*Input material*.
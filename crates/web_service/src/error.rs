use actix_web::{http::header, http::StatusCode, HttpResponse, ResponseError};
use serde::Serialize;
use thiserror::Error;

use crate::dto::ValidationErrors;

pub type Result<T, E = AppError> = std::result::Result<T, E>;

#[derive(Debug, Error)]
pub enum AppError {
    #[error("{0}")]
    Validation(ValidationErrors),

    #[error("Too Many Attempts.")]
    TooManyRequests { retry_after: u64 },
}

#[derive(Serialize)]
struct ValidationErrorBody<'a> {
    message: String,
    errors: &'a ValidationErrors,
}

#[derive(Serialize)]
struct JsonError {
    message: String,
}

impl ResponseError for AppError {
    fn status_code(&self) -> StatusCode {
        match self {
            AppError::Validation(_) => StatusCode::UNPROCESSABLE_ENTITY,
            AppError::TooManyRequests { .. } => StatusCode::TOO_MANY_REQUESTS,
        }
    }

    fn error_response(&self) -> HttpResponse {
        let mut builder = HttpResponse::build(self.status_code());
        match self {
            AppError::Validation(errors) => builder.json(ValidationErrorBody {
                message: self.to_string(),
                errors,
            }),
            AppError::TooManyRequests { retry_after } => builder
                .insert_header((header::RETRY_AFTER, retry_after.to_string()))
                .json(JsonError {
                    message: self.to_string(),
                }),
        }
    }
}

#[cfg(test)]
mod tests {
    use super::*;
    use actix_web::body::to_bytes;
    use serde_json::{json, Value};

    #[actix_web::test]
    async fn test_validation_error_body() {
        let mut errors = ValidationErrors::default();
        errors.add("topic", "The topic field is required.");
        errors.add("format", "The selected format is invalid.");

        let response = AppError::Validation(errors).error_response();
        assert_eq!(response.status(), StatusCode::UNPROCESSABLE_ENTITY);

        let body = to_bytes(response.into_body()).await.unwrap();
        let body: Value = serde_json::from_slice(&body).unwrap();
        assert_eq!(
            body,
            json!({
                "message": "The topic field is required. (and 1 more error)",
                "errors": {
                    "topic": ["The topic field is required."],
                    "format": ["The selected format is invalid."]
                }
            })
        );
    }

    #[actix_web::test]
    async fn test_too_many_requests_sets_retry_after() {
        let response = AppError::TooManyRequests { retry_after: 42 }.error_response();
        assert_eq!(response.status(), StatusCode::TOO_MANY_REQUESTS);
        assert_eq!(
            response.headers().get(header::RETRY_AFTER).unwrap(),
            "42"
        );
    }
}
* * *
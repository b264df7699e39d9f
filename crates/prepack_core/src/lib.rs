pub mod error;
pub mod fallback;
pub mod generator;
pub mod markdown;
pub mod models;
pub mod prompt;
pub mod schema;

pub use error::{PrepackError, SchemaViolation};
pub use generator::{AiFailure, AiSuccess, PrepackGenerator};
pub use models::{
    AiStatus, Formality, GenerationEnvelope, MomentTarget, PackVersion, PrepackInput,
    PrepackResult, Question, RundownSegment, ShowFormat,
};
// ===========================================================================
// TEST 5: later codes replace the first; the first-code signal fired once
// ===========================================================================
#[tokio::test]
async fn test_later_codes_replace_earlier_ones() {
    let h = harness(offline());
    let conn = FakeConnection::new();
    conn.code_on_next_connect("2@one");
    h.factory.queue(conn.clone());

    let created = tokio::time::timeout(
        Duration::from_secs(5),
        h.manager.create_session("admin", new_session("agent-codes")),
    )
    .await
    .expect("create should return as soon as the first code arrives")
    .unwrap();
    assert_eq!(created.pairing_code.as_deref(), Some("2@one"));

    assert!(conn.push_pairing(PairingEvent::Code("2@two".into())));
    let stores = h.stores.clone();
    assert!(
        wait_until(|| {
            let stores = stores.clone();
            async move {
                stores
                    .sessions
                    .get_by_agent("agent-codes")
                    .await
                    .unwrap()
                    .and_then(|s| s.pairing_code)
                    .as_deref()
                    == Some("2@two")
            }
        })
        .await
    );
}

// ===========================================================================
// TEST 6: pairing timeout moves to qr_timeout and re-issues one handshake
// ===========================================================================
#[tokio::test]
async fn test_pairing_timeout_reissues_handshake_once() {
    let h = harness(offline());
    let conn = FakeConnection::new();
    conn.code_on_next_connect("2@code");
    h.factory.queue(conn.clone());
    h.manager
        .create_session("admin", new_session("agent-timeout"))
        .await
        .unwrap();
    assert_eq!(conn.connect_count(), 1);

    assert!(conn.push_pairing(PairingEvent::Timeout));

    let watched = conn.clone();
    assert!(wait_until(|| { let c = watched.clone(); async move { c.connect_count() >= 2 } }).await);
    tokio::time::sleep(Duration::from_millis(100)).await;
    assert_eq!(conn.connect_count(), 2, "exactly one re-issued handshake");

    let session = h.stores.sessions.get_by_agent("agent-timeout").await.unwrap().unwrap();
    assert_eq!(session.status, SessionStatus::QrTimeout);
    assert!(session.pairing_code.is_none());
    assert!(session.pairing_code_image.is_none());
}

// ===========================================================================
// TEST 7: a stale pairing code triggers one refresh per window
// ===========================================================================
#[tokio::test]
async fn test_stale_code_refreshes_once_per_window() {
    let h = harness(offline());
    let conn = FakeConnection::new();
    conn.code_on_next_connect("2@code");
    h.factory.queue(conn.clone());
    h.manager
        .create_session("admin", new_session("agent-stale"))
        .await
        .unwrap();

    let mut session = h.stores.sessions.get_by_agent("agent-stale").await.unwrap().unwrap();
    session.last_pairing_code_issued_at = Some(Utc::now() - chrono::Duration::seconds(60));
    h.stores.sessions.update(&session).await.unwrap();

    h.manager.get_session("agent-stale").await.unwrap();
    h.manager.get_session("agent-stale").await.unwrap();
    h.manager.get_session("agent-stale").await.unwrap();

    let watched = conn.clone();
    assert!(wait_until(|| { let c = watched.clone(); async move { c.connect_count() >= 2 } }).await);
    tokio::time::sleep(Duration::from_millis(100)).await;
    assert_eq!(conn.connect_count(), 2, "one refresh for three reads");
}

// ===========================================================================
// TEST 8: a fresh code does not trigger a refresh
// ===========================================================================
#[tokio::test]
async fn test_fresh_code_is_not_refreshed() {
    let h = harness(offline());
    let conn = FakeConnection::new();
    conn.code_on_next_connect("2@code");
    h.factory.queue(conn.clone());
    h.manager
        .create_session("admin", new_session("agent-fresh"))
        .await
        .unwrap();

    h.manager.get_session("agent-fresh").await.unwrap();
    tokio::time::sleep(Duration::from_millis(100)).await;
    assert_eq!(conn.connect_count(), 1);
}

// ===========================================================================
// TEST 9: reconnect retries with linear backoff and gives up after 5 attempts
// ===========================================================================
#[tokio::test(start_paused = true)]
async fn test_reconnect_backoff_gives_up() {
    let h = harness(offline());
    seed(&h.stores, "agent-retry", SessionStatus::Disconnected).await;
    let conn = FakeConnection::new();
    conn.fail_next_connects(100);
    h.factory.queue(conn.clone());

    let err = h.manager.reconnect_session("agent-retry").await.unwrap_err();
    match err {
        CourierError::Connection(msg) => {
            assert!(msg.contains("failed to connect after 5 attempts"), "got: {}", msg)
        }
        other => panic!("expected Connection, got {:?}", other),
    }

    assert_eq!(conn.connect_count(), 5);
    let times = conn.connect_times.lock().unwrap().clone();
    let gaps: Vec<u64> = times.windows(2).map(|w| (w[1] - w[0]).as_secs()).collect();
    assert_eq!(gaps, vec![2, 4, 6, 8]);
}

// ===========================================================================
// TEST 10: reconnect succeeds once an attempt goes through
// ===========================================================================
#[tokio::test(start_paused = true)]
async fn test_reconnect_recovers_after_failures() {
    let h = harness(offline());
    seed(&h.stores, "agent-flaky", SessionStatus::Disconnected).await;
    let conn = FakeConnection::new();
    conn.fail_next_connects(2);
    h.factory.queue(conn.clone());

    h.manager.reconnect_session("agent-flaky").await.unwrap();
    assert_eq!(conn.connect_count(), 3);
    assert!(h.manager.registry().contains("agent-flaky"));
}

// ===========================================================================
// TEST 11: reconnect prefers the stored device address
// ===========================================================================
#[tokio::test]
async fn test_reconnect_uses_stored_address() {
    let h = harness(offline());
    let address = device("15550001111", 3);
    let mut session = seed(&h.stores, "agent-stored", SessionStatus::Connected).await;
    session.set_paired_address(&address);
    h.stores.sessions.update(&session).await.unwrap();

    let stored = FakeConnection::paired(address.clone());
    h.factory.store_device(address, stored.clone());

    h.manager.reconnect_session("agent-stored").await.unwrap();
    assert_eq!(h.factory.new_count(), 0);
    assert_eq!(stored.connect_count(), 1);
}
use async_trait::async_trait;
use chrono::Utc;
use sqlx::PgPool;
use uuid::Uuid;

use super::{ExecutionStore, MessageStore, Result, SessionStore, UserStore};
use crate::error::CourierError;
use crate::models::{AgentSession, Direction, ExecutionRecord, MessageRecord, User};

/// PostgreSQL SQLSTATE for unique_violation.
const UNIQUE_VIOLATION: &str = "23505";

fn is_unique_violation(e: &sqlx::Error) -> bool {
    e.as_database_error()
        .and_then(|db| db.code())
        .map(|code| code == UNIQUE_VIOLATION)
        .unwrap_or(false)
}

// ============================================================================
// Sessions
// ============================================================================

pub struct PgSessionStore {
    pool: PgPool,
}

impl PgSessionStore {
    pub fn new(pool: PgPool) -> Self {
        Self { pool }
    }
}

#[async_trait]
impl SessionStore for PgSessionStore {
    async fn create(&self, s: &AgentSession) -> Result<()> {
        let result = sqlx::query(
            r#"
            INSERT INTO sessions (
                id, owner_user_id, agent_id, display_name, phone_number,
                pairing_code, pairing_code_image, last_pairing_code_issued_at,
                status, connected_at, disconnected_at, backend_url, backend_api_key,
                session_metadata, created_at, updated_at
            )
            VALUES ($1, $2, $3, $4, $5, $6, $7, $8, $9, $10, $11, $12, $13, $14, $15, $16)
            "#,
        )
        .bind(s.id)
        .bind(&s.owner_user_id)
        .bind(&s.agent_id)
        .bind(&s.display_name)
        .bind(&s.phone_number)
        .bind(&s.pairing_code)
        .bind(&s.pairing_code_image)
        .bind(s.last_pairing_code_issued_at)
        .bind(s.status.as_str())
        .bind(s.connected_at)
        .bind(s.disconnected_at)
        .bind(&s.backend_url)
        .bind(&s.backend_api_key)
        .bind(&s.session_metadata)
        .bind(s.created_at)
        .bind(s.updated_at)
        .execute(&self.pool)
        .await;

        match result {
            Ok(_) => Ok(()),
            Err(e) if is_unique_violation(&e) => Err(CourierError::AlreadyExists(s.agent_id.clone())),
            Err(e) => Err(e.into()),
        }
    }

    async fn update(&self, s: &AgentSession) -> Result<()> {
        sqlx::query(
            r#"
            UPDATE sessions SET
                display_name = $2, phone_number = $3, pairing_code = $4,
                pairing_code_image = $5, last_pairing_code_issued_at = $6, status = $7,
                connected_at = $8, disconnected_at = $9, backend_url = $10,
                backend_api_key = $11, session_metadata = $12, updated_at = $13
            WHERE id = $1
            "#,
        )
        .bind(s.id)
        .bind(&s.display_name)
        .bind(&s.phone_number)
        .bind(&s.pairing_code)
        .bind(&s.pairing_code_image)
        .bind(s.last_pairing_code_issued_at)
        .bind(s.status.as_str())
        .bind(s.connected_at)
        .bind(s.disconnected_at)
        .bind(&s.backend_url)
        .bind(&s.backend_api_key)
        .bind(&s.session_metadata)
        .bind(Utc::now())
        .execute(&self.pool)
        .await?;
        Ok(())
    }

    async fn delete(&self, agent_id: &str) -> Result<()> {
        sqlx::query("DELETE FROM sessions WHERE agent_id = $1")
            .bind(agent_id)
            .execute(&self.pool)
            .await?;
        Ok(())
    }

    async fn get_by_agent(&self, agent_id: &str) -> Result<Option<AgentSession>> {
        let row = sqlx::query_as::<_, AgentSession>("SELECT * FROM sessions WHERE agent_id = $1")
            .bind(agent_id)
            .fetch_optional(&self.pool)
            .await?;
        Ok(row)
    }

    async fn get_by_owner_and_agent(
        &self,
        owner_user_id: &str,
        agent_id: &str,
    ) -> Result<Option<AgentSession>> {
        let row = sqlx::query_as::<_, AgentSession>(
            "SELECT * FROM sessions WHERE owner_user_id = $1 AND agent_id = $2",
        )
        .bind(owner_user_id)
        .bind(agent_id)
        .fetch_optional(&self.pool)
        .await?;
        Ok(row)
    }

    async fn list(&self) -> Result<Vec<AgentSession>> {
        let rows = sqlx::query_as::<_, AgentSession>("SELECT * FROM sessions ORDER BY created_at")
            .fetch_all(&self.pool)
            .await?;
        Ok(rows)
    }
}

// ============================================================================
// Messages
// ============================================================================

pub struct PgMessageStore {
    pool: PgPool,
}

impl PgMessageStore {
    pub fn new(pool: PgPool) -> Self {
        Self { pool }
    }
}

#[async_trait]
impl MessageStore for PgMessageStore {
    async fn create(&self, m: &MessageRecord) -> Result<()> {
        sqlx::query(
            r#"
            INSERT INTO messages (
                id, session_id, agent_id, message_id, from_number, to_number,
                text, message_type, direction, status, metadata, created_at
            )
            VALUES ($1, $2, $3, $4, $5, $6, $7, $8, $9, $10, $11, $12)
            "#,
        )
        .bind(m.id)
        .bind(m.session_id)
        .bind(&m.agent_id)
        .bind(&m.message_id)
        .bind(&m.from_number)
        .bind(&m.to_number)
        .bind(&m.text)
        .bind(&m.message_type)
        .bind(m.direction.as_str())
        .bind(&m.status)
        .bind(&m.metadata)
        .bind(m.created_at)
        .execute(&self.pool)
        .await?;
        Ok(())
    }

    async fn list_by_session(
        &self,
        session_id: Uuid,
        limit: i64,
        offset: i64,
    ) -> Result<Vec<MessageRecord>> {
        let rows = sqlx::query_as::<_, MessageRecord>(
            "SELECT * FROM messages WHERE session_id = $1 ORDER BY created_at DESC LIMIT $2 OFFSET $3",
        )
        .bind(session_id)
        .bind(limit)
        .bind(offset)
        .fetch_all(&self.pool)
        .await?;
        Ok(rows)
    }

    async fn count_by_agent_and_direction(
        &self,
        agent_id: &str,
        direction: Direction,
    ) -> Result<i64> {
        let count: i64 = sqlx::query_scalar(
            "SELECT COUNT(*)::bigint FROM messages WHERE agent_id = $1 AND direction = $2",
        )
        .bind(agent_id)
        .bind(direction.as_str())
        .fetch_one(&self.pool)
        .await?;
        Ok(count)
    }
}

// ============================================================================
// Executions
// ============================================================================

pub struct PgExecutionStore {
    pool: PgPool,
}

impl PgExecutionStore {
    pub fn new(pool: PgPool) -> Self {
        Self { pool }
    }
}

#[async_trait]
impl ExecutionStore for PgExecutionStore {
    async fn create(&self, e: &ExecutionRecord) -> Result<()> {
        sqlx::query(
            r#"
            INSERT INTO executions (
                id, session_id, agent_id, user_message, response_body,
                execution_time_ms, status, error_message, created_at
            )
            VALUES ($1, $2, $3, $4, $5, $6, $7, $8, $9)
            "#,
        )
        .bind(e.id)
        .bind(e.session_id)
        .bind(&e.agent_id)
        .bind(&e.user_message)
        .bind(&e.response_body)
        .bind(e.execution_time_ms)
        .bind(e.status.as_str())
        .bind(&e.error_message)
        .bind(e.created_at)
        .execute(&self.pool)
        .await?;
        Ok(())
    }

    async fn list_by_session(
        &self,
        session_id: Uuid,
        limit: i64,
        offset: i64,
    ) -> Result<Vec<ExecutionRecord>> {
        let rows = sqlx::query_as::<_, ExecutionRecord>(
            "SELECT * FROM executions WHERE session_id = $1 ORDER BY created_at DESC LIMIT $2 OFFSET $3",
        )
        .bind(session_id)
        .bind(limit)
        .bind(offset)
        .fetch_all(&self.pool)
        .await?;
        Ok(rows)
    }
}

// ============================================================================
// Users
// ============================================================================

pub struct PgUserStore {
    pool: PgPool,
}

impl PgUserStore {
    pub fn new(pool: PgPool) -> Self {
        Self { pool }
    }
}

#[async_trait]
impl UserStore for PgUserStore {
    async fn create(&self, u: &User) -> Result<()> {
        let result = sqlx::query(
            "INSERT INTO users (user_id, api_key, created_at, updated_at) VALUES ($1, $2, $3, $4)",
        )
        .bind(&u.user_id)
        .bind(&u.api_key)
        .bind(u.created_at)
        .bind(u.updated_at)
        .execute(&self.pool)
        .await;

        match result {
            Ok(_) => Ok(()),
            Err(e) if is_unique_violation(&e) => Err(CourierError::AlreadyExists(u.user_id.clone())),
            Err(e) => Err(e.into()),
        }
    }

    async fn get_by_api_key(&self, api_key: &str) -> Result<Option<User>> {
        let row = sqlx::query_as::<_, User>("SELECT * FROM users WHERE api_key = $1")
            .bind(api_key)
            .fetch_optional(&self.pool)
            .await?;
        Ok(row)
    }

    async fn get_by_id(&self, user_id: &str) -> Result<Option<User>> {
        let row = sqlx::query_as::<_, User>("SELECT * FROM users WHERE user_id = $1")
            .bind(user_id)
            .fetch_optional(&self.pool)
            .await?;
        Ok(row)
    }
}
==
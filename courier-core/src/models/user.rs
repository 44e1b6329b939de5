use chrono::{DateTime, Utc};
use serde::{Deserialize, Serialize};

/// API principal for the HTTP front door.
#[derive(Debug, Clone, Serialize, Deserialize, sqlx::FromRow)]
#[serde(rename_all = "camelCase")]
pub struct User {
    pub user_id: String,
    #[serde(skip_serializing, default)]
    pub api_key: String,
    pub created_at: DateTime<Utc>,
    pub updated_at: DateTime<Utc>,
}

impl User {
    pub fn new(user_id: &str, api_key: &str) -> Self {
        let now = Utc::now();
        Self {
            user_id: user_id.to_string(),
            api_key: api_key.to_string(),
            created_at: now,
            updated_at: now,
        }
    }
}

*What to do*. Every line in the entries above that has the word "topic" should be identified and copied.

*Result below*.
        errors.add("topic", "The topic field is required.");
                "message": "The topic field is required. (and 1 more error)",
                    "topic": ["The topic field is required."],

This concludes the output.